On trouve également de grosses différences au niveau des forces qui sous-tendent le développement
technologique. Dans les secteurs de pointe (IT, biotechnologies, etc.), la plupart des technologies sont
développées par des spécialistes en laboratoire selon un rythme endogène, induit par le progrès des
connaissances scientifiques (Cf. la loi de Moore sur la puissance des microprocesseurs) et les besoins
du marché dans le secteur concerné. Dans le cas des technologies propres, le rythme de
développement technologique est plutôt exogène, induit de façon diffuse par l’état des ressources
naturelles, les attentes des stakeholders et, au final, par la législation. Les mécanismes de marché n’ont
guère d’influence directe à l’exception notable du CO2 pour lequel le protocole de Kyoto a créé un
marché artificiel. Pour la mise en place des autres technologies propres, cette question se limite le plus
souvent au financement de l’infrastructure.
Ensuite, pour évaluer les résultats de la veille, on peut se demander s’il existe des spécialistes du
Développement Durable. Le domaine semble en effet tellement vaste et complexe que les acteurs sont
amenés à se projeter bien au delà des limites de leur expertise individuelle et de leurs activités de base.

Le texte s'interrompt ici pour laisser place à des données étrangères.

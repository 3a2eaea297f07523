//! Assembled context bundles: the engine's output format.

use serde::{Deserialize, Serialize};

use crate::types::{ChunkType, FileCategory};

/// How much chunk content the assembler copies into the bundle.
#[derive(Debug, Clone, Copy, PartialEq, Eq, Default, Serialize, Deserialize)]
#[serde(rename_all = "snake_case")]
pub enum ContentMode {
    /// Full chunk text.
    #[default]
    Full,
    /// First three lines followed by an ellipsis marker.
    Preview,
    /// Locations and scores only, no content.
    Metadata,
}

/// A budget-constrained selection of chunks grouped by file, ordered most
/// relevant first.
#[derive(Debug, Clone, PartialEq, Serialize, Deserialize)]
pub struct ContextBundle {
    #[serde(default, skip_serializing_if = "Option::is_none")]
    pub query: Option<String>,
    pub files: Vec<ContextFile>,
    pub budget: BudgetInfo,
    pub summary: BundleSummary,
}

#[derive(Debug, Clone, PartialEq, Serialize, Deserialize)]
pub struct ContextFile {
    pub path: String,
    pub repo: String,
    #[serde(default, skip_serializing_if = "Option::is_none")]
    pub language: Option<String>,
    pub relevance: FileRelevance,
    pub category: FileCategory,
    /// Best score among this file's chunks.
    pub score: f32,
    /// For coupled files, the seed file that pulled this one in.
    #[serde(default, skip_serializing_if = "Option::is_none")]
    pub coupled_to: Option<String>,
    pub chunks: Vec<ContextChunk>,
}

/// Why a file is in the bundle.
#[derive(Debug, Clone, Copy, PartialEq, Eq, Serialize, Deserialize)]
#[serde(rename_all = "snake_case", tag = "kind")]
pub enum FileRelevance {
    /// Directly matched by a seed.
    Direct,
    /// Reached through the coupling graph at the given hop depth.
    Coupled { depth: u32 },
}

#[derive(Debug, Clone, PartialEq, Serialize, Deserialize)]
pub struct ContextChunk {
    pub id: String,
    pub chunk_type: ChunkType,
    #[serde(default, skip_serializing_if = "Option::is_none")]
    pub name: Option<String>,
    pub start_line: u32,
    pub end_line: u32,
    pub score: f32,
    #[serde(default, skip_serializing_if = "Option::is_none")]
    pub content: Option<String>,
}

/// Line-budget accounting, recorded whether or not the budget was hit.
#[derive(Debug, Clone, Copy, PartialEq, Eq, Serialize, Deserialize)]
pub struct BudgetInfo {
    pub max_lines: u32,
    pub used_lines: u32,
    /// Chunks that would have overflowed the budget and were skipped whole.
    pub skipped_chunks: u32,
}

/// Aggregate counters for quick inspection of a bundle.
#[derive(Debug, Clone, Copy, PartialEq, Default, Serialize, Deserialize)]
pub struct BundleSummary {
    pub total_files: u32,
    pub total_chunks: u32,
    pub direct_files: u32,
    pub coupled_files: u32,
    pub source_files: u32,
    pub doc_files: u32,
    /// Raw top cosine similarity before fusion, when a semantic signal ran.
    #[serde(default, skip_serializing_if = "Option::is_none")]
    pub top_semantic_score: Option<f32>,
}

impl ContextBundle {
    /// An empty bundle that still carries truthful budget accounting.
    pub fn empty(max_lines: u32) -> Self {
        Self {
            query: None,
            files: Vec::new(),
            budget: BudgetInfo {
                max_lines,
                used_lines: 0,
                skipped_chunks: 0,
            },
            summary: BundleSummary::default(),
        }
    }
}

En plus, il est en pleine révolution et progresse par à-coup au fur et à mesure qu’un consensus s’établit
entre les acteurs. D’une manière générale, on manque de recul sur sa mise en œuvre. Toutefois, à
l’instar des processus « qualité totale », il existe des « intégrateurs » capables de connecter les
différents composants, de construire un système de gestion et de l’adapter en continu.

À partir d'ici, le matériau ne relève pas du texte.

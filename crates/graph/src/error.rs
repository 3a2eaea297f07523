use thiserror::Error;

#[derive(Debug, Error)]
pub enum GraphError {
    #[error("io error: {0}")]
    Io(#[from] std::io::Error),

    #[error("serialization error: {0}")]
    Serde(#[from] serde_json::Error),
}

pub type Result<T> = std::result::Result<T, GraphError>;
//! Hybrid retrieval: preprocessing, fusion, gating, and orchestration.
//!
//! The pipeline runs in stages. [`preprocess`] turns a conversational query
//! into signal-specific query strings. The engine fans out to a semantic and
//! a keyword index concurrently, [`fusion`] merges the two ranked lists with
//! reciprocal rank fusion plus demotion and recency adjustments, [`gate`]
//! decides whether unsolicited injection is warranted, and the top fused
//! hits seed coupling-aware context assembly. [`review`] derives seeds from
//! diffs instead of queries, and [`calibrate`] replays captured signals
//! across config variants offline.

pub mod calibrate;
pub mod engine;
pub mod error;
pub mod fusion;
pub mod gate;
pub mod preprocess;
pub mod review;

pub use engine::{ChunkStore, ContextEngine, KeywordIndex, SemanticIndex};
pub use error::{Result, SearchError};
pub use preprocess::{prepare, PreparedQuery};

Au-delà du besoin habituel de suivre l’évolution des technologies et la position des différents acteurs,
la veille sur les technologies propres doit aussi pouvoir cerner en parallèle les interactions entre un
type d’activité et un contexte environnemental largement partagé avec d’autres acteurs. Autrement,
Tableau récapitulatif
Critère Technologies de pointe Technologies propres
Signaux majoritaires Endogènes Exogènes
Régulation Marché Législation
Compétences clé Expertise Intégration
Evolution Linéaire Par à-coup
Tout cela suppose un énorme travail d’observation et d’apprentissage. La scène européenne est très
intéressante de ce point de vue car c’est le forum politique qui façonne la plupart des législations
environnementales qui seront mises en œuvre à moyen terme dans les Etats membres. C’est aussi
l’endroit où la plupart des parties impliquées sur un sujet environnemental viennent faire entendre
leurs préoccupations auprès des décideurs politiques. Ainsi la Commission européenne coordonne de
nombreux groupes d’experts en charge d’évaluer les mesures prises et le besoin d’en adopter de
nouvelles. Elle dispose de nombreuses sources d’information dont les rapports de l’Agence
Européenne de l’Environnement et du centre de recherche commun (JRC).

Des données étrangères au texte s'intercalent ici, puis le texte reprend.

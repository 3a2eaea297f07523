//! Temporal coupling graph and context assembly.
//!
//! Files that change together in version history tend to belong together in
//! context. This crate accumulates co-change evidence into a weighted graph
//! ([`CouplingGraphBuilder`] / [`CouplingGraph`]), and turns scored seeds plus
//! coupled neighbors into a budget-constrained [`ContextBundle`]
//! (via [`assemble_bundle`]).

pub mod assembler;
pub mod builder;
pub mod error;
pub mod graph;
pub mod types;

pub use assembler::{assemble_bundle, CoupledChunk};
pub use builder::CouplingGraphBuilder;
pub use error::{GraphError, Result};
pub use graph::CouplingGraph;
pub use types::{CoupledFile, CouplingEdge};

pub use weft_protocol::ContextBundle;
// Helper functions to build, parse and move protocol messages.

pub mod chunk;
pub mod constants;
pub mod protocol;
pub mod socket;

pub use chunk::{Chunk, PacketReader, CHUNK_BUFFER_SIZE};
pub use protocol::{
    authentication_ok, backend_key_data, command_complete, data_row, error_message,
    md5_challenge, md5_hash_password, md5_hash_second_pass, parameter_status,
    parse_parameter_status, parse_startup_params, parse_text, password_message,
    plain_password_challenge, query_text, ready_for_query, row_description, simple_query,
    startup_message, PgErrorMsg,
};
pub use socket::{configure_tcp_socket, read_password, write_all, write_all_flush};

pub use constants::*;

#[cfg(test)]
mod protocol_tests;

En conclusion, les incertitudes nombreuses et complexes qui jalonnent la route vers le développement
durable imposent la veille comme un outil indispensable même si cela nécessite un traitement plus
approfondi au niveau de l’analyse de l’information. A moins de se construire une vision d’ensemble
sur ce qui constitue leur « empreinte écologique », il paraît difficile pour les acteurs d’accompagner le
changement et d’en tirer le meilleur parti. C’est également un défi pour les spécialistes de veille mais
le réussir donnerait ce métier ses lettres de noblesse à titre définitif.